The investigators, led by Rishad Khan, MD, of the University of Toronto, used data from 2014 to 2016 from the CMS Open Payments database for biologics that treat ulcerative colitis and Crohn disease and that were prescribed by more than 100 gastroenterologists to Medicare beneficiaries.1 Payments included in the analysis were made for education; food, travel, and lodging expenses; and speaking and consulting (research payments were not included in the analysis).

Khan and colleagues found that, for adalimumab, payments made to physicians were $13,034 for education; $4,953,998 for food, travel, and lodging expenses; and $5,580,947 for speaking and consulting. For certolizumab, payments made for the same 3 categories were $60,369, $117,554, and $180,285, respectively.

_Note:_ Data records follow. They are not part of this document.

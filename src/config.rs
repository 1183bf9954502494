//! Process-wide configuration, read once from the environment at startup.
//!
//! Uses the familiar `env::var` + default idiom but centralizes every
//! tunable into one struct instead of scattering `env::var` calls through
//! the component modules.

use std::env;

#[derive(Debug, Clone, Copy, PartialEq, Eq)]
pub enum ChatProviderKind {
    Auto,
    Dummy,
    OpenAi,
    Claude,
}

impl ChatProviderKind {
    fn parse(s: &str) -> Self {
        match s.to_ascii_lowercase().as_str() {
            "dummy" => Self::Dummy,
            "openai" => Self::OpenAi,
            "claude" | "anthropic" => Self::Claude,
            _ => Self::Auto,
        }
    }
}

#[derive(Debug, Clone, Copy, PartialEq, Eq)]
pub enum L1Language {
    Pl,
    Ru,
    Uk,
    Sr,
}

impl L1Language {
    fn parse(s: &str) -> Self {
        match s.to_ascii_uppercase().as_str() {
            "RU" => Self::Ru,
            "UK" => Self::Uk,
            "SR" => Self::Sr,
            _ => Self::Pl,
        }
    }

    /// The contrast-note lookup key used against `GrammarItem::contrast_notes`.
    pub fn code(self) -> &'static str {
        match self {
            L1Language::Pl => "PL",
            L1Language::Ru => "RU",
            L1Language::Uk => "UK",
            L1Language::Sr => "SR",
        }
    }
}

/// Configuration error — a malformed value is a startup failure (exit code 2).
#[derive(Debug, thiserror::Error)]
pub enum ConfigError {
    #[error("{var}={value:?} is out of range: {reason}")]
    OutOfRange {
        var: &'static str,
        value: String,
        reason: &'static str,
    },
}

#[derive(Debug, Clone)]
pub struct Config {
    pub whisper_model: String,
    pub vad_tail_ms: u64,
    pub vad_aggressiveness: u8,
    pub beam_size_partial: usize,
    pub beam_size_final: usize,
    pub no_speech_threshold: f32,
    pub chat_provider: ChatProviderKind,
    pub openai_api_key: Option<String>,
    pub anthropic_api_key: Option<String>,
    pub l1_language: L1Language,
    pub port: u16,
    pub content_dir: String,
    pub min_utt_ms: u64,
    pub max_utt_ms: u64,
    pub partial_interval_ms: u64,
    pub ws_backpressure_max_events: usize,
    pub ws_backpressure_max_bytes: usize,
    pub heartbeat_interval_ms: u64,
    pub heartbeat_timeout_ms: u64,
    pub chat_timeout_secs: u64,
}

fn env_or(name: &str, default: &str) -> String {
    env::var(name).unwrap_or_else(|_| default.to_string())
}

fn env_parse<T: std::str::FromStr>(name: &str, default: T) -> T {
    env::var(name)
        .ok()
        .and_then(|v| v.parse().ok())
        .unwrap_or(default)
}

impl Config {
    pub fn from_env() -> Result<Self, ConfigError> {
        let vad_aggressiveness: u8 = env_parse("ASR_VAD_AGGRESSIVENESS", 2);
        if vad_aggressiveness > 3 {
            return Err(ConfigError::OutOfRange {
                var: "ASR_VAD_AGGRESSIVENESS",
                value: vad_aggressiveness.to_string(),
                reason: "must be in 0..=3",
            });
        }

        let vad_tail_ms: u64 = env_parse("ASR_VAD_TAIL_MS", 250);
        if !(150..=600).contains(&vad_tail_ms) {
            return Err(ConfigError::OutOfRange {
                var: "ASR_VAD_TAIL_MS",
                value: vad_tail_ms.to_string(),
                reason: "must be in 150..=600",
            });
        }

        let no_speech_threshold: f32 = env_parse("ASR_NO_SPEECH_THRESHOLD", 0.6);
        if !(0.0..=1.0).contains(&no_speech_threshold) {
            return Err(ConfigError::OutOfRange {
                var: "ASR_NO_SPEECH_THRESHOLD",
                value: no_speech_threshold.to_string(),
                reason: "must be in 0.0..=1.0",
            });
        }

        Ok(Self {
            whisper_model: env_or("WHISPER_MODEL", "small"),
            vad_tail_ms,
            vad_aggressiveness,
            beam_size_partial: env_parse("ASR_BEAM_SIZE_PARTIAL", 1),
            beam_size_final: env_parse("ASR_BEAM_SIZE_FINAL", 3),
            no_speech_threshold,
            chat_provider: ChatProviderKind::parse(&env_or("CHAT_PROVIDER", "auto")),
            openai_api_key: env::var("OPENAI_API_KEY").ok(),
            anthropic_api_key: env::var("ANTHROPIC_API_KEY").ok(),
            l1_language: L1Language::parse(&env_or("L1_LANGUAGE", "PL")),
            port: env_parse("PORT", 8000),
            content_dir: env_or("CONTENT_DIR", "content"),
            min_utt_ms: env_parse("ASR_MIN_UTT_MS", 300),
            max_utt_ms: env_parse("ASR_MAX_UTT_MS", 30_000),
            partial_interval_ms: env_parse("ASR_PARTIAL_INTERVAL_MS", 500),
            ws_backpressure_max_events: env_parse("WS_BACKPRESSURE_MAX_EVENTS", 64),
            ws_backpressure_max_bytes: env_parse("WS_BACKPRESSURE_MAX_BYTES", 262_144),
            heartbeat_interval_ms: env_parse("HEARTBEAT_INTERVAL_MS", 20_000),
            heartbeat_timeout_ms: env_parse("HEARTBEAT_TIMEOUT_MS", 40_000),
            chat_timeout_secs: env_parse("CHAT_TIMEOUT_SECS", 6),
        })
    }
}

#[cfg(test)]
mod tests {
    use super::*;

    #[test]
    fn l1_language_parse_defaults_to_pl() {
        assert_eq!(L1Language::parse("bogus"), L1Language::Pl);
        assert_eq!(L1Language::parse("ru"), L1Language::Ru);
    }

    #[test]
    fn chat_provider_parse_is_case_insensitive() {
        assert_eq!(ChatProviderKind::parse("OpenAI"), ChatProviderKind::OpenAi);
        assert_eq!(ChatProviderKind::parse("CLAUDE"), ChatProviderKind::Claude);
    }
}
//! Per-session ASR Scheduler.
//!
//! Drives the decoder from VAD events with "at most one decode in flight"
//! enforced via a generation counter plus a busy flag — a turn epoch that
//! invalidates in-flight decodes whose turn has already ended, the same
//! technique call-id epochs use to invalidate stale work after a hangup.
//! Decodes run as spawned tasks so the session's frame-ingestion loop is
//! never blocked by one: decode is a suspension point, but pushing frames
//! into the ring must not be.

use super::{DecodeOpts, FinalResult, SpeechToAsr};
use std::sync::atomic::{AtomicBool, AtomicU64, Ordering};
use std::sync::Arc;
use tokio::sync::mpsc;

#[derive(Debug, Clone)]
pub enum AsrEvent {
    Partial { turn_seq: u64, text: String },
    Final {
        turn_seq: u64,
        text: String,
        duration_ms: u64,
    },
    /// `AsrError::Fatal` from the engine; always ends the session.
    Fatal { turn_seq: u64, message: String },
}

pub struct AsrScheduler {
    engine: Arc<dyn SpeechToAsr>,
    partial_opts: DecodeOpts,
    final_opts: DecodeOpts,
    generation: Arc<AtomicU64>,
    partial_busy: Arc<AtomicBool>,
    events_tx: mpsc::UnboundedSender<AsrEvent>,
    events_rx: mpsc::UnboundedReceiver<AsrEvent>,
}

impl AsrScheduler {
    pub fn new(engine: Arc<dyn SpeechToAsr>, partial_opts: DecodeOpts, final_opts: DecodeOpts) -> Self {
        let (events_tx, events_rx) = mpsc::unbounded_channel();
        Self {
            engine,
            partial_opts,
            final_opts,
            generation: Arc::new(AtomicU64::new(0)),
            partial_busy: Arc::new(AtomicBool::new(false)),
            events_tx,
            events_rx,
        }
    }

    /// A new turn has begun; any still-running decode from the previous
    /// turn becomes stale and its result will be discarded on arrival.
    pub fn on_speech_start(&mut self) {
        self.generation.fetch_add(1, Ordering::SeqCst);
        self.partial_busy.store(false, Ordering::SeqCst);
    }

    /// Request a partial decode. Coalesced (silently dropped) if one is
    /// already running for this turn.
    pub fn on_partial_tick(&mut self, turn_seq: u64, audio_so_far: Vec<i16>) {
        if audio_so_far.is_empty() {
            return;
        }
        if self.partial_busy.swap(true, Ordering::SeqCst) {
            return;
        }

        let engine = self.engine.clone();
        let opts = self.partial_opts;
        let generation = self.generation.clone();
        let my_generation = generation.load(Ordering::SeqCst);
        let busy = self.partial_busy.clone();
        let tx = self.events_tx.clone();

        tokio::spawn(async move {
            let result = engine.decode_partial(audio_so_far, opts).await;
            busy.store(false, Ordering::SeqCst);
            if generation.load(Ordering::SeqCst) != my_generation {
                return;
            }
            if let Ok(text) = result {
                if !text.is_empty() {
                    let _ = tx.send(AsrEvent::Partial { turn_seq, text });
                }
            }
        });
    }

    /// Cancel any in-flight partial (best-effort, result discarded) and run
    /// the final decode exactly once. The resulting `Final` event is always
    /// emitted for `turn_seq`, even if the decode produced empty text.
    pub fn on_utterance(&mut self, turn_seq: u64, audio: Vec<i16>) {
        self.generation.fetch_add(1, Ordering::SeqCst);
        self.partial_busy.store(false, Ordering::SeqCst);

        let engine = self.engine.clone();
        let opts = self.final_opts;
        let generation = self.generation.clone();
        let my_generation = generation.load(Ordering::SeqCst);
        let tx = self.events_tx.clone();

        tokio::spawn(async move {
            let result = engine.decode_final(audio, opts).await;
            if generation.load(Ordering::SeqCst) != my_generation {
                return;
            }
            match result {
                Ok(FinalResult { text, duration_ms }) => {
                    let _ = tx.send(AsrEvent::Final {
                        turn_seq,
                        text,
                        duration_ms,
                    });
                }
                Err(e) => {
                    let _ = tx.send(AsrEvent::Fatal {
                        turn_seq,
                        message: e.to_string(),
                    });
                }
            }
        });
    }

    /// Discard the current turn's work with no event emitted for it, per the
    /// `stop` control message / socket-close contract.
    pub fn cancel(&mut self) {
        self.generation.fetch_add(1, Ordering::SeqCst);
        self.partial_busy.store(false, Ordering::SeqCst);
    }

    pub async fn next_event(&mut self) -> Option<AsrEvent> {
        self.events_rx.recv().await
    }
}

They also found that there was a significant association between industry payments and Medicare spending; for every dollar of payment, there was a $3.16 increase in spending on adalimumab and a $4.72 increase on spending for certolizumab.

These findings persisted even when considering smaller payments, higher-volume prescribers, and different types of payment, say the authors.

In a linked commentary, JAMA’s editor at large, Robert Steinbrook, MD, adds that “Association studies do not establish cause and effect, they do not account for other influences on prescribing, such as direct-to-consumer advertising, and they do not assess the appropriateness of prescriptions for individual patients. Nonetheless, the pattern is indisputable. Companies can use the same federal databases that researchers use to calculate the return on investment for marketing expenditures.”2

Steinbrook writes that the observed link between industry payments and prescribing raises “troubling questions” about whether physicians should accept such payments at all, and calls on his peers to prescribe generic alternatives when choices are available.

References

1. Khan R, Nugent CM, Scaffidi MA, Grover SC. Association of biologic prescribing for inflammatory bowel disease with industry payments to physicians [published online July 8, 2019]. JAMA Intern Med. doi:10.1001/jamainternmed.2019.0999.

2. Steinbrook R. Industry payments and physician prescribing [published online July 8, 2019]. JAMA Intern Med. doi:10.1001/jamainternmed.2019.1081.